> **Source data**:
********************
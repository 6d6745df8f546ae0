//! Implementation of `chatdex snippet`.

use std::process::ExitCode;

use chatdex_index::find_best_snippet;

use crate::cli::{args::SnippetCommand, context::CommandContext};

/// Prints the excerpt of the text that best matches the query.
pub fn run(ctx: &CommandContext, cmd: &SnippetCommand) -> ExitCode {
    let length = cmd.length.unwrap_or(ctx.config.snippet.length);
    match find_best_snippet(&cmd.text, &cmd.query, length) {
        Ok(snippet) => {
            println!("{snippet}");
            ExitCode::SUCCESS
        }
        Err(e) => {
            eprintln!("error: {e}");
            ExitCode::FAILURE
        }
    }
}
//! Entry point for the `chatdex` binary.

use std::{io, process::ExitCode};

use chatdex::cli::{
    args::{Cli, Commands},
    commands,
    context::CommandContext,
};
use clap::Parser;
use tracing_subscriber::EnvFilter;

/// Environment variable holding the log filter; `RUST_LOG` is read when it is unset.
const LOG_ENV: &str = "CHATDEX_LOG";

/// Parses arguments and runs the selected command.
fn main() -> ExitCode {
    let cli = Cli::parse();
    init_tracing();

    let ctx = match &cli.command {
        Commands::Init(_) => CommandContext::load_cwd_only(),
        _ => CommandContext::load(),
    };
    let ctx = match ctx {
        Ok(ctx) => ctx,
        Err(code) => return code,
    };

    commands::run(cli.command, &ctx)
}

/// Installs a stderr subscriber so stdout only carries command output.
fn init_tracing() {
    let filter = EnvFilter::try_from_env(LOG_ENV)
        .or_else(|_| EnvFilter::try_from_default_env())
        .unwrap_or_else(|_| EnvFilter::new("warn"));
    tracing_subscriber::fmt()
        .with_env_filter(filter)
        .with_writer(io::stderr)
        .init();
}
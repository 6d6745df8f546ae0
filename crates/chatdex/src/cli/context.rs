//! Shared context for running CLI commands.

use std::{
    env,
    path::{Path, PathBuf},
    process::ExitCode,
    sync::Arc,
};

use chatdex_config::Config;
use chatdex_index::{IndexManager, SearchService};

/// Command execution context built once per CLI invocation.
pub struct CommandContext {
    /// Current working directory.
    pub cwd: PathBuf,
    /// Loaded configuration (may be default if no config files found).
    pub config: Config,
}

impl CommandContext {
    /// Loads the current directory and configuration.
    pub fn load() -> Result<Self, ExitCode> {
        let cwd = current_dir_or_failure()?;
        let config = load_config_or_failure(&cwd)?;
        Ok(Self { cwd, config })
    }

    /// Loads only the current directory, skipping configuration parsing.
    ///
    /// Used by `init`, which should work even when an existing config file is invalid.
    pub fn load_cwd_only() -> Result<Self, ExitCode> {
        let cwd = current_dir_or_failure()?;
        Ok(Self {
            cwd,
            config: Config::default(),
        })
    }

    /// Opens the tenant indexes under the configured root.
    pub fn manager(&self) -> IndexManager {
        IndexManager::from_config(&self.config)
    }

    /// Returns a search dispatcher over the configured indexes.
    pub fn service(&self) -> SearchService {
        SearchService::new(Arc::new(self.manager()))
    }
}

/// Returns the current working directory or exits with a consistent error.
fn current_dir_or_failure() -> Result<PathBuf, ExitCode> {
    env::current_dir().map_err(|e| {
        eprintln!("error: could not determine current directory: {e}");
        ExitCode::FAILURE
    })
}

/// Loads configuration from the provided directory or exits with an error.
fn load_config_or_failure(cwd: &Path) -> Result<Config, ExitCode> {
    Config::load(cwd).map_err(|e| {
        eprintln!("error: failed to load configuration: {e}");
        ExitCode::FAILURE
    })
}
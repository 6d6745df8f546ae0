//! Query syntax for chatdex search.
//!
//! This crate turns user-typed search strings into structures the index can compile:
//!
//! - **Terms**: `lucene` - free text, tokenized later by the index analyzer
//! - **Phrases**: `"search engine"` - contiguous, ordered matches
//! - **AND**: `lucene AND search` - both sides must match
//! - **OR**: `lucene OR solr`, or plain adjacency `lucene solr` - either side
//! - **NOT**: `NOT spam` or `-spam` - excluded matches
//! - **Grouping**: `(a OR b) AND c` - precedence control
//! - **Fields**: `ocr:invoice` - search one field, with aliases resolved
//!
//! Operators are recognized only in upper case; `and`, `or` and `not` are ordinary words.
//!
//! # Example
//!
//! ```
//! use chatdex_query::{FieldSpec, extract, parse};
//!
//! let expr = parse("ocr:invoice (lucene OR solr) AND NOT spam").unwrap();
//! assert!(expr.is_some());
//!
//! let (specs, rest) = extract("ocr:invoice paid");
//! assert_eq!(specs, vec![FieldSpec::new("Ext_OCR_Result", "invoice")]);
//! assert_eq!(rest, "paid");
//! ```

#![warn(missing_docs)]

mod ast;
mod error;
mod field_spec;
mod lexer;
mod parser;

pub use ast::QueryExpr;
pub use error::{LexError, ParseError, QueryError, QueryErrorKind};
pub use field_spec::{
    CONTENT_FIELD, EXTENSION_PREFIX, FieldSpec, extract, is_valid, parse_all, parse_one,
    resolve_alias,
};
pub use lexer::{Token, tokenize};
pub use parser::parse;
********************
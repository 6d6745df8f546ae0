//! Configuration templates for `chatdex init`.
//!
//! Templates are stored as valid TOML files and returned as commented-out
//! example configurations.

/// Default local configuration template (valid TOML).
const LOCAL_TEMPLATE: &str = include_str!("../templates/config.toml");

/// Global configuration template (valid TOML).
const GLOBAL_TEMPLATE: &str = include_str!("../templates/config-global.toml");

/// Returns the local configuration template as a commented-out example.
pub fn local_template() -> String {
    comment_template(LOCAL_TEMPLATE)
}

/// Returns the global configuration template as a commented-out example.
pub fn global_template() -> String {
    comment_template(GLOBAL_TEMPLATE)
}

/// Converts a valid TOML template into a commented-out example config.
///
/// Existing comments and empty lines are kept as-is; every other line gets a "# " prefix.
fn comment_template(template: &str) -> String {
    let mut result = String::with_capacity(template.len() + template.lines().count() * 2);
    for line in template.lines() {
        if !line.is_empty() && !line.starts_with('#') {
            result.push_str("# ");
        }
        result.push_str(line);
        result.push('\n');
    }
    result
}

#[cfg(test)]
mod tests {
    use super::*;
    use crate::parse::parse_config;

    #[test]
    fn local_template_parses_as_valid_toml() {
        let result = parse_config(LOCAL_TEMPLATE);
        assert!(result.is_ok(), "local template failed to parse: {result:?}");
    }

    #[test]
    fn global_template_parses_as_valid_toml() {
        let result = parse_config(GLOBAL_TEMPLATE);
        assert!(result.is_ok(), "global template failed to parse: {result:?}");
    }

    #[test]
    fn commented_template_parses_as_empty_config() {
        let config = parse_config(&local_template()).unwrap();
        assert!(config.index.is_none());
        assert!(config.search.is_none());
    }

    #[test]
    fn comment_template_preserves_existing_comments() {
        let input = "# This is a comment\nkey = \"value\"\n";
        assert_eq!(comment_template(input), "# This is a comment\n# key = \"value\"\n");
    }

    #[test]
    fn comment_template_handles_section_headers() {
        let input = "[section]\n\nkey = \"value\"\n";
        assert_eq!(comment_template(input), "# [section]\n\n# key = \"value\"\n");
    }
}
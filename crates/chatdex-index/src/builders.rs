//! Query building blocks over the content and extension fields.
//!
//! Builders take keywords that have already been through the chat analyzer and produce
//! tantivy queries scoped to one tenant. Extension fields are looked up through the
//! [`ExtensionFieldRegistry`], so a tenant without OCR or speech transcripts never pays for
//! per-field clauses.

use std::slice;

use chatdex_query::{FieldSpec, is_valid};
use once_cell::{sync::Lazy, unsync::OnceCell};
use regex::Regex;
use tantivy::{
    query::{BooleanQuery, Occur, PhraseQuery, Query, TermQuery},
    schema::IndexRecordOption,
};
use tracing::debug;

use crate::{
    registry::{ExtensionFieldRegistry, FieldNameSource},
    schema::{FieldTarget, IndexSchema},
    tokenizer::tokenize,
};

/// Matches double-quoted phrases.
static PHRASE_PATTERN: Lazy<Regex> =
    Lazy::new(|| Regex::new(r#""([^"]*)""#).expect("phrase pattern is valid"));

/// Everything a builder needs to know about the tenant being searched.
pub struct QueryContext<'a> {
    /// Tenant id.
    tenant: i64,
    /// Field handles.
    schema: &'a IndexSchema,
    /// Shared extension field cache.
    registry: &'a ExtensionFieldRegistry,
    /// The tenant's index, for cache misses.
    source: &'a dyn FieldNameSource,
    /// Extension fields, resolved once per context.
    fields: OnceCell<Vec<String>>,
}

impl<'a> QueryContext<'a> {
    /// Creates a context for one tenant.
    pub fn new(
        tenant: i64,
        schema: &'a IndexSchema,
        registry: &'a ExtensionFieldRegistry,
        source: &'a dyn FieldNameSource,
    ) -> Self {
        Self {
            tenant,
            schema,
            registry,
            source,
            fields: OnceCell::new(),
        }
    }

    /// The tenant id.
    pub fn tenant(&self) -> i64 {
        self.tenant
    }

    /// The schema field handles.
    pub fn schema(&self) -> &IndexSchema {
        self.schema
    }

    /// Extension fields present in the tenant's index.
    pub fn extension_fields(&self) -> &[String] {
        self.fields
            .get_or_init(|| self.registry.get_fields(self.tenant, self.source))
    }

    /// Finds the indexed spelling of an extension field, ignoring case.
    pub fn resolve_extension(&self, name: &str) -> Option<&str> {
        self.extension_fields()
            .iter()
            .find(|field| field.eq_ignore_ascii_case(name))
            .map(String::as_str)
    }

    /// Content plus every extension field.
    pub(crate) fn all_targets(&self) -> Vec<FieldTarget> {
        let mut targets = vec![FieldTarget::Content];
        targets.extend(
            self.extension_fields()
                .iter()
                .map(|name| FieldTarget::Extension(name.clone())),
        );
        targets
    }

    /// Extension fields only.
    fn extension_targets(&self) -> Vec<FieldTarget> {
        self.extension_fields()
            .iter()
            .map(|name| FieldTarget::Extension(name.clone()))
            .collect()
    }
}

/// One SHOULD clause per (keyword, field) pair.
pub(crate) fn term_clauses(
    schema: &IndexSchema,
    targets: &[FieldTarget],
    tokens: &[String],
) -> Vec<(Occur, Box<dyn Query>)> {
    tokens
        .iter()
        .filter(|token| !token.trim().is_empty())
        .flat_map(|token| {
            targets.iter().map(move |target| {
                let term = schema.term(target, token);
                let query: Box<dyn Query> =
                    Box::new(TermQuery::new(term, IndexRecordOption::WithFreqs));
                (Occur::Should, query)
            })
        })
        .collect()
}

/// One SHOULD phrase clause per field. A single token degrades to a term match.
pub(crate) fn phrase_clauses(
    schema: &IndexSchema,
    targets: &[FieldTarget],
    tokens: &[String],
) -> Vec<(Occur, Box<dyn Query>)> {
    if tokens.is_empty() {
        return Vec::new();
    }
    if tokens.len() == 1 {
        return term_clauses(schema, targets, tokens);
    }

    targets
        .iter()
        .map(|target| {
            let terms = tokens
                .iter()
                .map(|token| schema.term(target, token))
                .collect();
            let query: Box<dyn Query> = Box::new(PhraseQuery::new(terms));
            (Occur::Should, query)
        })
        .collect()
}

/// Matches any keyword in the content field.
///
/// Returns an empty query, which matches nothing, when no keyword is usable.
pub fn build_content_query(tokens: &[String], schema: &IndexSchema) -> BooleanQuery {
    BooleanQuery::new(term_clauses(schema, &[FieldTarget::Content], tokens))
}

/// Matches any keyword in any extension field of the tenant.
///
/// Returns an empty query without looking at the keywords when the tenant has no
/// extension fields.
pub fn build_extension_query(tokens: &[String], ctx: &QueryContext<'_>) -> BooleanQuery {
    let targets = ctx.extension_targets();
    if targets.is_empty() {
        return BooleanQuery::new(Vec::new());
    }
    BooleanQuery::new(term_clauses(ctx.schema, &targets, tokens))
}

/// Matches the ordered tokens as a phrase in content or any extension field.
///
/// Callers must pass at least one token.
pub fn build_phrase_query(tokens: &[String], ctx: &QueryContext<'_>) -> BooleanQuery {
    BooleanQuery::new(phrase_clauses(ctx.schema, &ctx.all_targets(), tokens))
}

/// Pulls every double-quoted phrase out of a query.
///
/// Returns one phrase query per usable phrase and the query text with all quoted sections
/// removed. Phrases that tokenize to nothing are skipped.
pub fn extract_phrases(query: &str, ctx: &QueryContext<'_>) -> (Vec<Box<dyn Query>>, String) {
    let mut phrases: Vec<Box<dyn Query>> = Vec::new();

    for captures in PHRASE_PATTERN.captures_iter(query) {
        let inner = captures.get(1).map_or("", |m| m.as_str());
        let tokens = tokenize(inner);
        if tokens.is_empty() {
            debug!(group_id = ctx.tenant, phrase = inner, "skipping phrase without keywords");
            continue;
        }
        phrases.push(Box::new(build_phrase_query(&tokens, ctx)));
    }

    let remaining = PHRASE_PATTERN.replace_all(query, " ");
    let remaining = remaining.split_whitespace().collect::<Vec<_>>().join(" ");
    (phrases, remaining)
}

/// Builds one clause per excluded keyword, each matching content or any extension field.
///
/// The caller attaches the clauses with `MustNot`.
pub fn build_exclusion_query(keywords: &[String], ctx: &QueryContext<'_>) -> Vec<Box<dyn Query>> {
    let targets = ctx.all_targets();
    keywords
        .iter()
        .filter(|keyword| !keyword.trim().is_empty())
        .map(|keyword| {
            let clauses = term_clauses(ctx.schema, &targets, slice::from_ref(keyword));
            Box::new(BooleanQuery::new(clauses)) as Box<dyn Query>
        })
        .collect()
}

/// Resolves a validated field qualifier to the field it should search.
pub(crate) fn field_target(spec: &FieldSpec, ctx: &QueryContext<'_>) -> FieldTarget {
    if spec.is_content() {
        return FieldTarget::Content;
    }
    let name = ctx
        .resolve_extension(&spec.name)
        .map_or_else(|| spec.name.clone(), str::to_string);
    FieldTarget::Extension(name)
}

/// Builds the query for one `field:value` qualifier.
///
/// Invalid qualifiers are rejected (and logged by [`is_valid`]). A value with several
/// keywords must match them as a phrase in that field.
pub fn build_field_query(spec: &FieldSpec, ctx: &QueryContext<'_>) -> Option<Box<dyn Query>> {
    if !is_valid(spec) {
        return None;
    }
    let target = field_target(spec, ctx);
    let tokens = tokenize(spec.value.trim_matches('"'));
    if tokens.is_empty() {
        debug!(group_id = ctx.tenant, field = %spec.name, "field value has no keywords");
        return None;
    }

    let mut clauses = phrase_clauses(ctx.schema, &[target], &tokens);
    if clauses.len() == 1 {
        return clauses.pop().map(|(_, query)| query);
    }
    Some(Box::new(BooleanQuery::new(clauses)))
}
********************
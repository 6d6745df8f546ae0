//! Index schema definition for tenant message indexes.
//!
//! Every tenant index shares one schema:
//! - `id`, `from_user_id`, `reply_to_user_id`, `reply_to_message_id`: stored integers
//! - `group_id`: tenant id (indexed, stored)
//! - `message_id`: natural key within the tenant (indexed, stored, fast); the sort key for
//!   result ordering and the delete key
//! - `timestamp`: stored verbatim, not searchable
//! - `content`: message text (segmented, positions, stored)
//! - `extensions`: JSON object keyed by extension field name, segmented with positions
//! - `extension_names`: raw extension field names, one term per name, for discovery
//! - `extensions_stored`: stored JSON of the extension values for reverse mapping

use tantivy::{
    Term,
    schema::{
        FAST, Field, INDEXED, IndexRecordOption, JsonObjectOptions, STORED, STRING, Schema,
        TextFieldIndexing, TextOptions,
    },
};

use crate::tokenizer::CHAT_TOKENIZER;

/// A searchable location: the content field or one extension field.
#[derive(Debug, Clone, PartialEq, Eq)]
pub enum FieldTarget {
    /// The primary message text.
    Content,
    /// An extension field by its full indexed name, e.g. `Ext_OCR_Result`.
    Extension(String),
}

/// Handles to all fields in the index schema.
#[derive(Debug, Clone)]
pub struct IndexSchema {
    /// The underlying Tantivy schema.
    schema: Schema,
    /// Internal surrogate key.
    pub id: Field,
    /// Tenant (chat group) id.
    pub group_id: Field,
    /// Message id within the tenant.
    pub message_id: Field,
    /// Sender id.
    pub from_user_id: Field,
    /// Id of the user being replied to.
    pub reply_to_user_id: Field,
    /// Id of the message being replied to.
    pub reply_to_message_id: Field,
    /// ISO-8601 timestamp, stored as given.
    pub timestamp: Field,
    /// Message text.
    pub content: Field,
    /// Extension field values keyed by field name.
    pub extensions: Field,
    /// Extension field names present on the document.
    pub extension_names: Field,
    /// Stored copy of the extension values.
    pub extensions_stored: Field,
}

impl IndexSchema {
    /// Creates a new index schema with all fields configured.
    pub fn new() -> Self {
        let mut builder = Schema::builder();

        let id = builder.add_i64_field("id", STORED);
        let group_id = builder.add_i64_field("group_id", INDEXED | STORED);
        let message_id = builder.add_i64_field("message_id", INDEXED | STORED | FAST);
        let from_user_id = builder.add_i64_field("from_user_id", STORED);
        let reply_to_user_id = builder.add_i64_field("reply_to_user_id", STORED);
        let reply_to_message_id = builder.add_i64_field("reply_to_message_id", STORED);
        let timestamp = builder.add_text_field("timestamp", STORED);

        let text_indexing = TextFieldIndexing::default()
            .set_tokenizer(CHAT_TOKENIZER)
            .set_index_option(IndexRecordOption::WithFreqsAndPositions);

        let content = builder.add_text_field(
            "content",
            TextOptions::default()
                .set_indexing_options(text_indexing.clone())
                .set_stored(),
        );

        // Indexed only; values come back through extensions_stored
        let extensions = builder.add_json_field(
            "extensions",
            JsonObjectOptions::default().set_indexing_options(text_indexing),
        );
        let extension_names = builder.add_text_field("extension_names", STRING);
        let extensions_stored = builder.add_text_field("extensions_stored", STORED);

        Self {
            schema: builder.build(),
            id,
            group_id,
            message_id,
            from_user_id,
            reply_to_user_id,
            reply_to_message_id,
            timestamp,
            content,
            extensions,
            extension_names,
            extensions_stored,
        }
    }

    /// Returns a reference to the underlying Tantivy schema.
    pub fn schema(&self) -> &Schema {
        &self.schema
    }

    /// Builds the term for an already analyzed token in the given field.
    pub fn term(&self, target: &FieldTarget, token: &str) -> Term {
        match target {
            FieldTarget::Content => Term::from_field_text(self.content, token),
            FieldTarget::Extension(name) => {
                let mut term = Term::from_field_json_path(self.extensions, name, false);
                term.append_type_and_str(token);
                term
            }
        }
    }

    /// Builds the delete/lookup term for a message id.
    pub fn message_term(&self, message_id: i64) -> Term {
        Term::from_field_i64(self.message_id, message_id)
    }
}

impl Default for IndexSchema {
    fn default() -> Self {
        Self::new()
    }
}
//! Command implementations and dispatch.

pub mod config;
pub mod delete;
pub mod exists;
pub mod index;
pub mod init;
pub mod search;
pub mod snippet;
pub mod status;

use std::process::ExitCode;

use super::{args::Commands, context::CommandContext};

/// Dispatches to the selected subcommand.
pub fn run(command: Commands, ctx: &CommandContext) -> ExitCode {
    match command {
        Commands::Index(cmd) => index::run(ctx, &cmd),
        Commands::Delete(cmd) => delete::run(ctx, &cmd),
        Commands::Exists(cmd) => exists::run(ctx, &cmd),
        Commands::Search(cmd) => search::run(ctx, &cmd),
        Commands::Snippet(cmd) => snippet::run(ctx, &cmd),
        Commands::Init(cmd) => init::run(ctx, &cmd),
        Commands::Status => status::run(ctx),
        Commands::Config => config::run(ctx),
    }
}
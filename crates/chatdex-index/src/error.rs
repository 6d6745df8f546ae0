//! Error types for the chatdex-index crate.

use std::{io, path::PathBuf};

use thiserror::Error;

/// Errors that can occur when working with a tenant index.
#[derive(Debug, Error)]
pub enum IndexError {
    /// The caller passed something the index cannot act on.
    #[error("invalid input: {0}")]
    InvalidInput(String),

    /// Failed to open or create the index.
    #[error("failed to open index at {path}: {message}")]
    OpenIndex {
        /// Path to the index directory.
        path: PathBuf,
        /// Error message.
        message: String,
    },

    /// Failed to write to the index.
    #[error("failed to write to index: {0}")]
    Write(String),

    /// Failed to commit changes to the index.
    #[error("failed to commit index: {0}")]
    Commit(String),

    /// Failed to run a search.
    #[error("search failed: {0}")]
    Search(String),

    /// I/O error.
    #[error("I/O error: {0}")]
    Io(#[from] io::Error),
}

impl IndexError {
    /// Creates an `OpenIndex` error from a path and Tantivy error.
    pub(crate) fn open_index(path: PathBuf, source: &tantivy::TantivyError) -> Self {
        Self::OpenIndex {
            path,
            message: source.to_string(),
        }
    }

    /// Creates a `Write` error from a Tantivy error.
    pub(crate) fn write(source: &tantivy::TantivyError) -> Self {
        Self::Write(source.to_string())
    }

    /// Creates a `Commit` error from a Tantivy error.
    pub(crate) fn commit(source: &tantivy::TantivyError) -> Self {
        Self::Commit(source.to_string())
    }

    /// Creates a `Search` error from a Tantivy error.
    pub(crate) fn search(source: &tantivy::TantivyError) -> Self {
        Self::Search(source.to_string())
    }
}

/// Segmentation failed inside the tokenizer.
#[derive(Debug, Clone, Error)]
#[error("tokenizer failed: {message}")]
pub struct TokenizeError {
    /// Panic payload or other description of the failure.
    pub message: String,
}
********************
> **Exercise brief**:
Looking through the data above, count the lines that include the string "timestamp" and give only the count.

> **Exercise response**:
5